Lenovo Smart Assistant Factory Test Mode - Lenovo Support US

Lenovo Security Advisory: LEN-22172

**Potential Impact:**Root access of the device

Severity: Medium

Scope of Impact: Lenovo Smart Assistant

CVE Identifier: CVE-2018-9070

Summary Description:

Lenovo Smart Assistant is an Amazon Alexa-enabled smart speaker developed by Lenovo. An attacker with physical access to the smart speaker can, by pressing a specific button sequence, enter factory test mode and enable a web service intended for testing the device. As with most test modes, this provides extra privileges, including changing settings and running code.

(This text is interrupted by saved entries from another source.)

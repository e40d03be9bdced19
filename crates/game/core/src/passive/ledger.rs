//! Adjacency buff bookkeeping.
//!
//! Tracks, per buffed target, which sources currently contribute a haste
//! (attack-speed) bonus. The effective interval is always recomputed from
//! `base_fire_interval` and the active source set, so granting the same pair
//! twice is a no-op and revoking every source lands exactly on the base.

use std::collections::BTreeMap;

use crate::state::DiceId;
use crate::stats::RuntimeDiceStats;

#[derive(Clone, Debug, Default, PartialEq)]
pub struct BuffLedger {
    /// target -> (source -> per-source bonus at grant time)
    haste: BTreeMap<DiceId, BTreeMap<DiceId, f32>>,
}

impl BuffLedger {
    /// Records `source` as buffing `target`. Returns true if the pair is new.
    ///
    /// Re-granting an existing pair only refreshes its bonus value.
    pub fn grant(&mut self, target: DiceId, source: DiceId, bonus: f32) -> bool {
        self.haste
            .entry(target)
            .or_default()
            .insert(source, bonus)
            .is_none()
    }

    /// Removes one pair. Returns true if it was present.
    pub fn revoke(&mut self, target: DiceId, source: DiceId) -> bool {
        let Some(sources) = self.haste.get_mut(&target) else {
            return false;
        };
        let removed = sources.remove(&source).is_some();
        if sources.is_empty() {
            self.haste.remove(&target);
        }
        removed
    }

    /// Removes every pair contributed by `source`. Returns the affected targets.
    pub fn revoke_source(&mut self, source: DiceId) -> Vec<DiceId> {
        let mut affected = Vec::new();
        self.haste.retain(|&target, sources| {
            if sources.remove(&source).is_some() {
                affected.push(target);
            }
            !sources.is_empty()
        });
        affected
    }

    /// Drops all bookkeeping for a target leaving the board.
    pub fn forget_target(&mut self, target: DiceId) {
        self.haste.remove(&target);
    }

    pub fn source_count(&self, target: DiceId) -> usize {
        self.haste.get(&target).map_or(0, BTreeMap::len)
    }

    pub fn is_buffed_by(&self, target: DiceId, source: DiceId) -> bool {
        self.haste
            .get(&target)
            .is_some_and(|sources| sources.contains_key(&source))
    }

    /// Speed factor `(1 + bonus)^N` for `target`.
    ///
    /// The per-source bonus is taken from the first (lowest-id) source, even
    /// when sources differ in level.
    pub fn haste_factor(&self, target: DiceId) -> f32 {
        let Some(sources) = self.haste.get(&target) else {
            return 1.0;
        };
        let Some(&bonus) = sources.values().next() else {
            return 1.0;
        };
        (1.0 + bonus).powi(sources.len() as i32)
    }

    /// Recomputes `fire_interval` from `base_fire_interval`.
    pub fn apply(&self, target: DiceId, stats: &mut RuntimeDiceStats) {
        stats.fire_interval = stats.base_fire_interval / self.haste_factor(target);
    }
}

#[cfg(test)]
mod tests {
    use super::*;
    use crate::template::DiceTemplate;

    fn stats(interval: f32) -> RuntimeDiceStats {
        RuntimeDiceStats::from_template(&DiceTemplate::new("d6", 6, 1.0, interval))
    }

    #[test]
    fn duplicate_grants_do_not_stack() {
        let mut ledger = BuffLedger::default();
        let mut target = stats(1.0);

        assert!(ledger.grant(DiceId(1), DiceId(2), 0.25));
        assert!(!ledger.grant(DiceId(1), DiceId(2), 0.25));
        ledger.apply(DiceId(1), &mut target);

        assert_eq!(ledger.source_count(DiceId(1)), 1);
        assert!((target.fire_interval - 0.8).abs() < 1e-6);
    }

    #[test]
    fn stacking_is_exponential_and_fully_reversible() {
        let mut ledger = BuffLedger::default();
        let mut target = stats(2.0);
        let sources = [DiceId(10), DiceId(11), DiceId(12)];

        for source in sources {
            ledger.grant(DiceId(1), source, 0.5);
            ledger.apply(DiceId(1), &mut target);
        }
        // 2.0 / 1.5^3
        assert!((target.fire_interval - 2.0 / 3.375).abs() < 1e-6);

        for source in sources {
            ledger.revoke(DiceId(1), source);
            ledger.apply(DiceId(1), &mut target);
        }
        assert_eq!(target.fire_interval, 2.0);
        assert_eq!(ledger, BuffLedger::default());
    }

    #[test]
    fn first_source_bonus_applies_to_all() {
        let mut ledger = BuffLedger::default();
        ledger.grant(DiceId(1), DiceId(5), 0.1);
        ledger.grant(DiceId(1), DiceId(3), 0.3);

        // DiceId(3) sorts first, so its bonus wins.
        assert!((ledger.haste_factor(DiceId(1)) - 1.69).abs() < 1e-5);
    }

    #[test]
    fn revoke_source_reports_affected_targets() {
        let mut ledger = BuffLedger::default();
        ledger.grant(DiceId(1), DiceId(9), 0.2);
        ledger.grant(DiceId(2), DiceId(9), 0.2);
        ledger.grant(DiceId(2), DiceId(8), 0.2);

        let affected = ledger.revoke_source(DiceId(9));
        assert_eq!(affected, vec![DiceId(1), DiceId(2)]);
        assert_eq!(ledger.source_count(DiceId(1)), 0);
        assert_eq!(ledger.source_count(DiceId(2)), 1);
    }
}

Mitigation Strategy for Customers (what you should do to protect yourself):

Lenovo has updated the firmware automatically to version 12.1.82 through the usual OTA process (Over The Air). You can use the Lenovo Link App to confirm you have this version or later. In the app’s menu under “Settings,” the version is displayed as “Firmware automatic upgrade v12.1.82.”

Acknowledgement:

Lenovo thanks Wen Guanxing from Pangu Lab for reporting this issue.

For a complete list of all Lenovo Product Security Advisories, click here.

Revision History:

Revision

|

Date

|

Description

—|—|—

1

|

2018-07-12

|

Initial release.

For the most up to date information, please remain current with updates and advisories from Lenovo regarding your equipment and software. The information provided in this advisory is provided on as “as is” basis without any warranty or guarantee of any kind. Lenovo reserves the right to change or update this advisory at any time.